When a Killer Calls is a 2006 direct-to-DVD horror film directed by Peter Mervis and starring Sarah Hall, Mark Irvingsen, Robert Buckley, Derek Osedach, and Rebekah Kochan. It was distributed by B movie company The Asylum. The film was released in February 2006, to coincide with the theatrical release of the 2006 remake of When a Stranger Calls, of which this film is a mockbuster.

== Plot ==
A psychopath goes into a house, killing a mother Linda Hewitt and her two children, Ryan and Holly. In the process, he takes pictures on his cell phone of his crimes. Elsewhere, Trisha Glass (Rebekah Kochan) is babysitting a girl, Molly Walker, while her parents are out at a dinner party where her father is also meant to give a speech. She needs this to go well because her last babysitting job with the Hewitts did not end on a positive note. On their way to the dinner party, Molly's parents are killed by an off-screen assailant that they obviously knew. Meanwhile, Trisha begins getting increasingly threatening phone calls and texts. Trisha looks for Molly and finds her hiding outside behind garbage cans having just played a successful scaring prank on Trisha. They are greeted by Molly's next-door neighbor Charlie who also tells about Molly's ex-babysitter Mrs. Kochs, who, according to Molly, stunk.
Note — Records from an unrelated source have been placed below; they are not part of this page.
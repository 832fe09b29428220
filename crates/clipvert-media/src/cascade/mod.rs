//! Portrait crop cascade.
//!
//! Orders the available crop strategies from most to least content-aware
//! and runs them until one publishes an output. A strategy failure is
//! logged and the next strategy tried; only when every strategy has
//! failed does the cascade itself fail.

pub mod content_aware;
pub mod heuristic;
pub mod remote;
pub mod rule_of_thirds;

use std::path::{Path, PathBuf};

use async_trait::async_trait;
use tracing::{info, warn};

use clipvert_models::{AspectRatio, CropAnalysisConfig, EncodingConfig};
use clipvert_resize_client::ResizeClient;

use crate::error::{MediaError, MediaResult};

pub use content_aware::ContentAwareCrop;
pub use heuristic::HeuristicCrop;
pub use remote::RemoteResizeCrop;
pub use rule_of_thirds::RuleOfThirdsCrop;

/// One portrait conversion request.
#[derive(Debug, Clone)]
pub struct StageRequest {
    /// Source video (typically an already-extracted landscape clip).
    pub input: PathBuf,
    /// Final output path; strategies publish here atomically.
    pub output: PathBuf,
    /// Encoding profile applied by every transcoding strategy.
    pub encoding: EncodingConfig,
    /// Target aspect.
    pub aspect: AspectRatio,
}

/// Per-run context handed to each strategy attempt.
pub struct StageContext<'a> {
    /// The conversion request.
    pub request: &'a StageRequest,
    /// Scratch directory, removed when the cascade run ends.
    pub workdir: &'a Path,
}

/// A single crop strategy in the cascade.
#[async_trait]
pub trait CropStrategy: Send + Sync {
    /// Stable strategy name for logs and run summaries.
    fn name(&self) -> &'static str;

    /// Try to produce the portrait output. On success the output file
    /// exists at `ctx.request.output`.
    async fn attempt(&self, ctx: &StageContext<'_>) -> MediaResult<()>;
}

/// Optional capabilities that decide which strategies join the cascade.
#[derive(Default)]
pub struct CascadeCapabilities {
    /// Client for the remote intelligent-resize service, when configured.
    pub resize_client: Option<ResizeClient>,
    /// Path to the face classifier model, when available.
    pub face_model: Option<PathBuf>,
    /// Analysis tunables shared by the local strategies.
    pub config: CropAnalysisConfig,
}

/// Ordered strategy chain.
pub struct CropCascade {
    strategies: Vec<Box<dyn CropStrategy>>,
}

impl CropCascade {
    /// Build the standard chain from the available capabilities.
    ///
    /// Remote resize joins only when a client is configured; the
    /// content-aware stage always joins and degrades internally when the
    /// face model is absent. The heuristic and rule-of-thirds stages are
    /// unconditional.
    pub fn standard(capabilities: CascadeCapabilities) -> Self {
        let mut strategies: Vec<Box<dyn CropStrategy>> = Vec::with_capacity(4);
        if let Some(client) = capabilities.resize_client {
            strategies.push(Box::new(RemoteResizeCrop::new(client)));
        }
        strategies.push(Box::new(ContentAwareCrop::new(
            capabilities.config.clone(),
            capabilities.face_model,
        )));
        strategies.push(Box::new(HeuristicCrop::new()));
        strategies.push(Box::new(RuleOfThirdsCrop::new()));
        Self { strategies }
    }

    /// Build a cascade from an explicit strategy list.
    pub fn with_strategies(strategies: Vec<Box<dyn CropStrategy>>) -> Self {
        Self { strategies }
    }

    /// Run the cascade, returning the name of the winning strategy.
    pub async fn run(&self, request: &StageRequest) -> MediaResult<&'static str> {
        if !request.input.exists() {
            return Err(MediaError::FileNotFound(request.input.clone()));
        }

        // One scratch directory per run; dropped (and removed) on every
        // exit path.
        let workdir = tempfile::tempdir()?;
        let ctx = StageContext {
            request,
            workdir: workdir.path(),
        };

        for strategy in &self.strategies {
            info!(strategy = strategy.name(), "attempting portrait crop");
            match strategy.attempt(&ctx).await {
                Ok(()) => {
                    info!(
                        strategy = strategy.name(),
                        output = %request.output.display(),
                        "portrait crop succeeded"
                    );
                    return Ok(strategy.name());
                }
                Err(e) => {
                    warn!(strategy = strategy.name(), "strategy failed: {}", e);
                }
            }
        }

        Err(MediaError::AllStrategiesExhausted(request.input.clone()))
    }
}

#[cfg(test)]
mod tests {
    use super::*;
    use std::sync::atomic::{AtomicUsize, Ordering};
    use std::sync::Arc;
    use tempfile::TempDir;

    struct FixedStrategy {
        name: &'static str,
        succeed: bool,
        calls: Arc<AtomicUsize>,
    }

    #[async_trait]
    impl CropStrategy for FixedStrategy {
        fn name(&self) -> &'static str {
            self.name
        }

        async fn attempt(&self, ctx: &StageContext<'_>) -> MediaResult<()> {
            self.calls.fetch_add(1, Ordering::SeqCst);
            if self.succeed {
                tokio::fs::write(&ctx.request.output, b"video").await?;
                Ok(())
            } else {
                Err(MediaError::InsufficientSignal)
            }
        }
    }

    fn request_in(dir: &TempDir) -> StageRequest {
        let input = dir.path().join("in.mp4");
        std::fs::write(&input, b"src").unwrap();
        StageRequest {
            input,
            output: dir.path().join("out.mp4"),
            encoding: EncodingConfig::default(),
            aspect: AspectRatio::portrait(),
        }
    }

    #[tokio::test]
    async fn test_first_success_stops_the_chain() {
        let dir = TempDir::new().unwrap();
        let first = Arc::new(AtomicUsize::new(0));
        let second = Arc::new(AtomicUsize::new(0));

        let cascade = CropCascade::with_strategies(vec![
            Box::new(FixedStrategy {
                name: "alpha",
                succeed: true,
                calls: first.clone(),
            }),
            Box::new(FixedStrategy {
                name: "beta",
                succeed: true,
                calls: second.clone(),
            }),
        ]);

        let winner = cascade.run(&request_in(&dir)).await.unwrap();
        assert_eq!(winner, "alpha");
        assert_eq!(first.load(Ordering::SeqCst), 1);
        assert_eq!(second.load(Ordering::SeqCst), 0);
    }

    #[tokio::test]
    async fn test_failure_falls_through_to_next() {
        let dir = TempDir::new().unwrap();
        let calls = Arc::new(AtomicUsize::new(0));

        let cascade = CropCascade::with_strategies(vec![
            Box::new(FixedStrategy {
                name: "alpha",
                succeed: false,
                calls: calls.clone(),
            }),
            Box::new(FixedStrategy {
                name: "beta",
                succeed: true,
                calls: calls.clone(),
            }),
        ]);

        let winner = cascade.run(&request_in(&dir)).await.unwrap();
        assert_eq!(winner, "beta");
        assert_eq!(calls.load(Ordering::SeqCst), 2);
    }

    #[tokio::test]
    async fn test_all_failures_exhaust_the_cascade() {
        let dir = TempDir::new().unwrap();
        let calls = Arc::new(AtomicUsize::new(0));

        let cascade = CropCascade::with_strategies(vec![
            Box::new(FixedStrategy {
                name: "alpha",
                succeed: false,
                calls: calls.clone(),
            }),
            Box::new(FixedStrategy {
                name: "beta",
                succeed: false,
                calls: calls.clone(),
            }),
        ]);

        let request = request_in(&dir);
        let err = cascade.run(&request).await.unwrap_err();
        assert!(matches!(err, MediaError::AllStrategiesExhausted(p) if p == request.input));
        assert_eq!(calls.load(Ordering::SeqCst), 2);
        assert!(!request.output.exists());
    }

    #[tokio::test]
    async fn test_missing_input_fails_before_any_strategy() {
        let dir = TempDir::new().unwrap();
        let calls = Arc::new(AtomicUsize::new(0));

        let cascade = CropCascade::with_strategies(vec![Box::new(FixedStrategy {
            name: "alpha",
            succeed: true,
            calls: calls.clone(),
        })]);

        let request = StageRequest {
            input: dir.path().join("absent.mp4"),
            output: dir.path().join("out.mp4"),
            encoding: EncodingConfig::default(),
            aspect: AspectRatio::portrait(),
        };
        let err = cascade.run(&request).await.unwrap_err();
        assert!(matches!(err, MediaError::FileNotFound(_)));
        assert_eq!(calls.load(Ordering::SeqCst), 0);
    }

    #[test]
    fn test_standard_chain_without_remote_client() {
        let cascade = CropCascade::standard(CascadeCapabilities::default());
        let names: Vec<_> = cascade.strategies.iter().map(|s| s.name()).collect();
        assert_eq!(names, vec!["content-aware", "heuristic", "rule-of-thirds"]);
    }
}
In the house, Molly is in her bathroom brushing her teeth and Trisha drying Molly's hair. After Trisha puts Molly to bed, the caller escalates his threats towards her. He sends her pictures of the previous murders claiming he did it for her. Although she believes it is her boyfriend Matt calling her, she calls the police about the harassment and threatening phone calls and they inform her that they will trace the call.

Matt (Robert Buckley), along with his best friend Frank and the latter's girlfriend Chrissy, who are both rather reckless, obnoxious and irresponsible, arrive saying they have been chased by cops after Frank brandished a firearm at the bowling alley's parking lot during an altercation. They ask to stay until it is safe to leave. Charlie sees them going in, but is then killed by the assailant as well. Matt assures Trisha that he had not been making those calls. Going into the basement to make out, Chrissy hears a strange noise. Frank is ambushed when he investigates and Chrissy is attacked when she goes to find him. Worried that Frank is causing trouble again, Trisha has Matt find out what he is doing. When he goes to the basement, he is ambushed and tied up by the intruder.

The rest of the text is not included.